[DATA PROVIDED]:
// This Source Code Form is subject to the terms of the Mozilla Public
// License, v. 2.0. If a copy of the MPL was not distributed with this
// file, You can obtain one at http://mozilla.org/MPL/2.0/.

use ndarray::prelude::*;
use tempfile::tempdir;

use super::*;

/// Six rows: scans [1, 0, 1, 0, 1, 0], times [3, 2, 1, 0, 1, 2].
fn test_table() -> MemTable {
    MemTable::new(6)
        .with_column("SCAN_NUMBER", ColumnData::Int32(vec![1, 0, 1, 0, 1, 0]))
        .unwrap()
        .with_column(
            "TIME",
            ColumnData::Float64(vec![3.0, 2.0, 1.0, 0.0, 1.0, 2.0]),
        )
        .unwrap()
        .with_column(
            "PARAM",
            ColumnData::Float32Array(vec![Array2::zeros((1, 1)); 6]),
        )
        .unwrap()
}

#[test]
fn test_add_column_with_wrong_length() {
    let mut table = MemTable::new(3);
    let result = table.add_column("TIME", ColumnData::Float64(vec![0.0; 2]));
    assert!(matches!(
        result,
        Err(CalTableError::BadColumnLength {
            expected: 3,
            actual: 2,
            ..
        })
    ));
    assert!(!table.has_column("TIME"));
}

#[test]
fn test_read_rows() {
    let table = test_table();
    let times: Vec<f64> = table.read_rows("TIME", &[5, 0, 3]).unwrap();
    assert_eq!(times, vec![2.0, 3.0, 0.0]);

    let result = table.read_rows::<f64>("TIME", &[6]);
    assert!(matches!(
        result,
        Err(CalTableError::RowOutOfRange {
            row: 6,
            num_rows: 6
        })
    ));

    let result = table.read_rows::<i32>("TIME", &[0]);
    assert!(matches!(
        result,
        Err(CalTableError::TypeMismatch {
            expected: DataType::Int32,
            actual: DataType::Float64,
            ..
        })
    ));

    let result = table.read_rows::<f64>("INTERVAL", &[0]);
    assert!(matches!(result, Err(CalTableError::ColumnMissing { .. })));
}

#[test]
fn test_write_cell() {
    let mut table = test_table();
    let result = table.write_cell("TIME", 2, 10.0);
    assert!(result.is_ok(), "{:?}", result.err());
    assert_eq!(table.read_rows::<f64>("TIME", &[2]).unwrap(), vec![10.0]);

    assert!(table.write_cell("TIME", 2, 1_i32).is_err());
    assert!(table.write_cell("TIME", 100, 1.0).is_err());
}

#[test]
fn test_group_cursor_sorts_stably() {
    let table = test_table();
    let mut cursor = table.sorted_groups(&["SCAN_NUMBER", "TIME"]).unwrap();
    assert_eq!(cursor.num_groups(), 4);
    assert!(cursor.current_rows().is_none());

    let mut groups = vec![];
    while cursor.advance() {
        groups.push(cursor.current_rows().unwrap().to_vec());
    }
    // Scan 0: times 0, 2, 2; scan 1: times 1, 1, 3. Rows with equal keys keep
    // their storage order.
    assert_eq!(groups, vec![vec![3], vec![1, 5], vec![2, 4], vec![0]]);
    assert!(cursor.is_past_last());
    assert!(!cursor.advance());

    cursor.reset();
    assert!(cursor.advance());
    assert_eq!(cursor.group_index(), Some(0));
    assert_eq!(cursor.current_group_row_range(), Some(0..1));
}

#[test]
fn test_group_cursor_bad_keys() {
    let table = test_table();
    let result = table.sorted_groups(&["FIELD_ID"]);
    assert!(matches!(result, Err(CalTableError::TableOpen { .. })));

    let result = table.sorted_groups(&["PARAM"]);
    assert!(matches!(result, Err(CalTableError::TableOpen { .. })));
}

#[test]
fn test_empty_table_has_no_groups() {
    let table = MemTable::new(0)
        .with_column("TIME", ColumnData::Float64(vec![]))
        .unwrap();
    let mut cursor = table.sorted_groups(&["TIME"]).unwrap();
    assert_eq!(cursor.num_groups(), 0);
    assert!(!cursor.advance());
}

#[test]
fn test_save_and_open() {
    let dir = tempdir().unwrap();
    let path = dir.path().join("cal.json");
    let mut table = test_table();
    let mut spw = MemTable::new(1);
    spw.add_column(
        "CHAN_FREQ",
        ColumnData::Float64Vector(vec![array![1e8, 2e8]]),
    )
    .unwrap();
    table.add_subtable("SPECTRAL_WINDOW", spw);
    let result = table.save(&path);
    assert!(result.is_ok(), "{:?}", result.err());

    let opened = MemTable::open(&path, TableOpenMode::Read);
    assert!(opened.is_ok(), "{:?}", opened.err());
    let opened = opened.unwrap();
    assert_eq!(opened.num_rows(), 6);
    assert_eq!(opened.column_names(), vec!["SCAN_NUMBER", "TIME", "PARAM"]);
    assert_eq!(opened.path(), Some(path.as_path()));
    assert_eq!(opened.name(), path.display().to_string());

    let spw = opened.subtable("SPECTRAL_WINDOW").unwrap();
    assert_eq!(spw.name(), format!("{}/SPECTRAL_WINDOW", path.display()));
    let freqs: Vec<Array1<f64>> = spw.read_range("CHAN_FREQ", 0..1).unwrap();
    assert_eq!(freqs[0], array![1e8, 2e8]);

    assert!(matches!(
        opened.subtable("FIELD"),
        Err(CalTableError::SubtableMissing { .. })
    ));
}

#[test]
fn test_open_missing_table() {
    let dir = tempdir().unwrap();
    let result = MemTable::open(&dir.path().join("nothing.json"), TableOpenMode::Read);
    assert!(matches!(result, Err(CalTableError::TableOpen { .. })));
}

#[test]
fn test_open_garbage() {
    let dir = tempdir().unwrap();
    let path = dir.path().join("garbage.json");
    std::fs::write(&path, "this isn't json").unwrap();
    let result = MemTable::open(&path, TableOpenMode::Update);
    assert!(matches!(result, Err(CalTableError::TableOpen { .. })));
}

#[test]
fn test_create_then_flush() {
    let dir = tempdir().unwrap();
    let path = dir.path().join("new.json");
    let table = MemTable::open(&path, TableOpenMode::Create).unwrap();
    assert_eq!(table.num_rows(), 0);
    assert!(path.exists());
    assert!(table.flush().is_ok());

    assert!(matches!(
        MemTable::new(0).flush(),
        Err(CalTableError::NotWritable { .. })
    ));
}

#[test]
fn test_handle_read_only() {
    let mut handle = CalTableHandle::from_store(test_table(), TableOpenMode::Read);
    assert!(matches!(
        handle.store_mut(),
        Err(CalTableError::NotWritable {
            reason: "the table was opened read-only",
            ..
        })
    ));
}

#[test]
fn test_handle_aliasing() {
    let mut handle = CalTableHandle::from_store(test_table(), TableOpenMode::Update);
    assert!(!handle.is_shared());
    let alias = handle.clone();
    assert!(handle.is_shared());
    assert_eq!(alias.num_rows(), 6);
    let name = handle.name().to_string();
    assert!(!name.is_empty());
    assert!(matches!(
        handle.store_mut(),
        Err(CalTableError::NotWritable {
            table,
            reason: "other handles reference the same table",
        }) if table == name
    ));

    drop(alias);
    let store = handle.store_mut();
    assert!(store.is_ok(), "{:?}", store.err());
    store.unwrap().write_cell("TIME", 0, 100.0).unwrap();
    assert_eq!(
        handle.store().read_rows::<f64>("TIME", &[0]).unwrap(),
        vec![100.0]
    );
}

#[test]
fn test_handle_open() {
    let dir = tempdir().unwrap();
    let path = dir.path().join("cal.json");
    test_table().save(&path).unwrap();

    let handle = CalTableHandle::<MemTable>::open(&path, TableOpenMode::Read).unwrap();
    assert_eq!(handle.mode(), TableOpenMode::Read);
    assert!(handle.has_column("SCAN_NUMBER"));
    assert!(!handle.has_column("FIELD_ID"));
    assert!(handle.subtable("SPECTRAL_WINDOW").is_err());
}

[TASK BRIEF]: Transcribe the lines above precisely, keeping each one unchanged.

[SOLVED EXERCISE]:
// This Source Code Form is subject to the terms of the Mozilla Public
// License, v. 2.0. If a copy of the MPL was not distributed with this
// file, You can obtain one at http://mozilla.org/MPL/2.0/.

use ndarray::prelude::*;
use tempfile::tempdir;

use super::*;

/// Six rows: scans [1, 0, 1, 0, 1, 0], times [3, 2, 1, 0, 1, 2].
fn test_table() -> MemTable {
    MemTable::new(6)
        .with_column("SCAN_NUMBER", ColumnData::Int32(vec![1, 0, 1, 0, 1, 0]))
        .unwrap()
        .with_column(
            "TIME",
            ColumnData::Float64(vec![3.0, 2.0, 1.0, 0.0, 1.0, 2.0]),
        )
        .unwrap()
        .with_column(
            "PARAM",
            ColumnData::Float32Array(vec![Array2::zeros((1, 1)); 6]),
        )
        .unwrap()
}

#[test]
fn test_add_column_with_wrong_length() {
    let mut table = MemTable::new(3);
    let result = table.add_column("TIME", ColumnData::Float64(vec![0.0; 2]));
    assert!(matches!(
        result,
        Err(CalTableError::BadColumnLength {
            expected: 3,
            actual: 2,
            ..
        })
    ));
    assert!(!table.has_column("TIME"));
}

#[test]
fn test_read_rows() {
    let table = test_table();
    let times: Vec<f64> = table.read_rows("TIME", &[5, 0, 3]).unwrap();
    assert_eq!(times, vec![2.0, 3.0, 0.0]);

    let result = table.read_rows::<f64>("TIME", &[6]);
    assert!(matches!(
        result,
        Err(CalTableError::RowOutOfRange {
            row: 6,
            num_rows: 6
        })
    ));

    let result = table.read_rows::<i32>("TIME", &[0]);
    assert!(matches!(
        result,
        Err(CalTableError::TypeMismatch {
            expected: DataType::Int32,
            actual: DataType::Float64,
            ..
        })
    ));

    let result = table.read_rows::<f64>("INTERVAL", &[0]);
    assert!(matches!(result, Err(CalTableError::ColumnMissing { .. })));
}

#[test]
fn test_write_cell() {
    let mut table = test_table();
    let result = table.write_cell("TIME", 2, 10.0);
    assert!(result.is_ok(), "{:?}", result.err());
    assert_eq!(table.read_rows::<f64>("TIME", &[2]).unwrap(), vec![10.0]);

    assert!(table.write_cell("TIME", 2, 1_i32).is_err());
    assert!(table.write_cell("TIME", 100, 1.0).is_err());
}

#[test]
fn test_group_cursor_sorts_stably() {
    let table = test_table();
    let mut cursor = table.sorted_groups(&["SCAN_NUMBER", "TIME"]).unwrap();
    assert_eq!(cursor.num_groups(), 4);
    assert!(cursor.current_rows().is_none());

    let mut groups = vec![];
    while cursor.advance() {
        groups.push(cursor.current_rows().unwrap().to_vec());
    }
    // Scan 0: times 0, 2, 2; scan 1: times 1, 1, 3. Rows with equal keys keep
    // their storage order.
    assert_eq!(groups, vec![vec![3], vec![1, 5], vec![2, 4], vec![0]]);
    assert!(cursor.is_past_last());
    assert!(!cursor.advance());

    cursor.reset();
    assert!(cursor.advance());
    assert_eq!(cursor.group_index(), Some(0));
    assert_eq!(cursor.current_group_row_range(), Some(0..1));
}

#[test]
fn test_group_cursor_bad_keys() {
    let table = test_table();
    let result = table.sorted_groups(&["FIELD_ID"]);
    assert!(matches!(result, Err(CalTableError::TableOpen { .. })));

    let result = table.sorted_groups(&["PARAM"]);
    assert!(matches!(result, Err(CalTableError::TableOpen { .. })));
}

#[test]
fn test_empty_table_has_no_groups() {
    let table = MemTable::new(0)
        .with_column("TIME", ColumnData::Float64(vec![]))
        .unwrap();
    let mut cursor = table.sorted_groups(&["TIME"]).unwrap();
    assert_eq!(cursor.num_groups(), 0);
    assert!(!cursor.advance());
}

#[test]
fn test_save_and_open() {
    let dir = tempdir().unwrap();
    let path = dir.path().join("cal.json");
    let mut table = test_table();
    let mut spw = MemTable::new(1);
    spw.add_column(
        "CHAN_FREQ",
        ColumnData::Float64Vector(vec![array![1e8, 2e8]]),
    )
    .unwrap();
    table.add_subtable("SPECTRAL_WINDOW", spw);
    let result = table.save(&path);
    assert!(result.is_ok(), "{:?}", result.err());

    let opened = MemTable::open(&path, TableOpenMode::Read);
    assert!(opened.is_ok(), "{:?}", opened.err());
    let opened = opened.unwrap();
    assert_eq!(opened.num_rows(), 6);
    assert_eq!(opened.column_names(), vec!["SCAN_NUMBER", "TIME", "PARAM"]);
    assert_eq!(opened.path(), Some(path.as_path()));
    assert_eq!(opened.name(), path.display().to_string());

    let spw = opened.subtable("SPECTRAL_WINDOW").unwrap();
    assert_eq!(spw.name(), format!("{}/SPECTRAL_WINDOW", path.display()));
    let freqs: Vec<Array1<f64>> = spw.read_range("CHAN_FREQ", 0..1).unwrap();
    assert_eq!(freqs[0], array![1e8, 2e8]);

    assert!(matches!(
        opened.subtable("FIELD"),
        Err(CalTableError::SubtableMissing { .. })
    ));
}

#[test]
fn test_open_missing_table() {
    let dir = tempdir().unwrap();
    let result = MemTable::open(&dir.path().join("nothing.json"), TableOpenMode::Read);
    assert!(matches!(result, Err(CalTableError::TableOpen { .. })));
}

#[test]
fn test_open_garbage() {
    let dir = tempdir().unwrap();
    let path = dir.path().join("garbage.json");
    std::fs::write(&path, "this isn't json").unwrap();
    let result = MemTable::open(&path, TableOpenMode::Update);
    assert!(matches!(result, Err(CalTableError::TableOpen { .. })));
}

#[test]
fn test_create_then_flush() {
    let dir = tempdir().unwrap();
    let path = dir.path().join("new.json");
    let table = MemTable::open(&path, TableOpenMode::Create).unwrap();
    assert_eq!(table.num_rows(), 0);
    assert!(path.exists());
    assert!(table.flush().is_ok());

    assert!(matches!(
        MemTable::new(0).flush(),
        Err(CalTableError::NotWritable { .. })
    ));
}

#[test]
fn test_handle_read_only() {
    let mut handle = CalTableHandle::from_store(test_table(), TableOpenMode::Read);
    assert!(matches!(
        handle.store_mut(),
        Err(CalTableError::NotWritable {
            reason: "the table was opened read-only",
            ..
        })
    ));
}

#[test]
fn test_handle_aliasing() {
    let mut handle = CalTableHandle::from_store(test_table(), TableOpenMode::Update);
    assert!(!handle.is_shared());
    let alias = handle.clone();
    assert!(handle.is_shared());
    assert_eq!(alias.num_rows(), 6);
    let name = handle.name().to_string();
    assert!(!name.is_empty());
    assert!(matches!(
        handle.store_mut(),
        Err(CalTableError::NotWritable {
            table,
            reason: "other handles reference the same table",
        }) if table == name
    ));

    drop(alias);
    let store = handle.store_mut();
    assert!(store.is_ok(), "{:?}", store.err());
    store.unwrap().write_cell("TIME", 0, 100.0).unwrap();
    assert_eq!(
        handle.store().read_rows::<f64>("TIME", &[0]).unwrap(),
        vec![100.0]
    );
}

#[test]
fn test_handle_open() {
    let dir = tempdir().unwrap();
    let path = dir.path().join("cal.json");
    test_table().save(&path).unwrap();

    let handle = CalTableHandle::<MemTable>::open(&path, TableOpenMode::Read).unwrap();
    assert_eq!(handle.mode(), TableOpenMode::Read);
    assert!(handle.has_column("SCAN_NUMBER"));
    assert!(!handle.has_column("FIELD_ID"));
    assert!(handle.subtable("SPECTRAL_WINDOW").is_err());
}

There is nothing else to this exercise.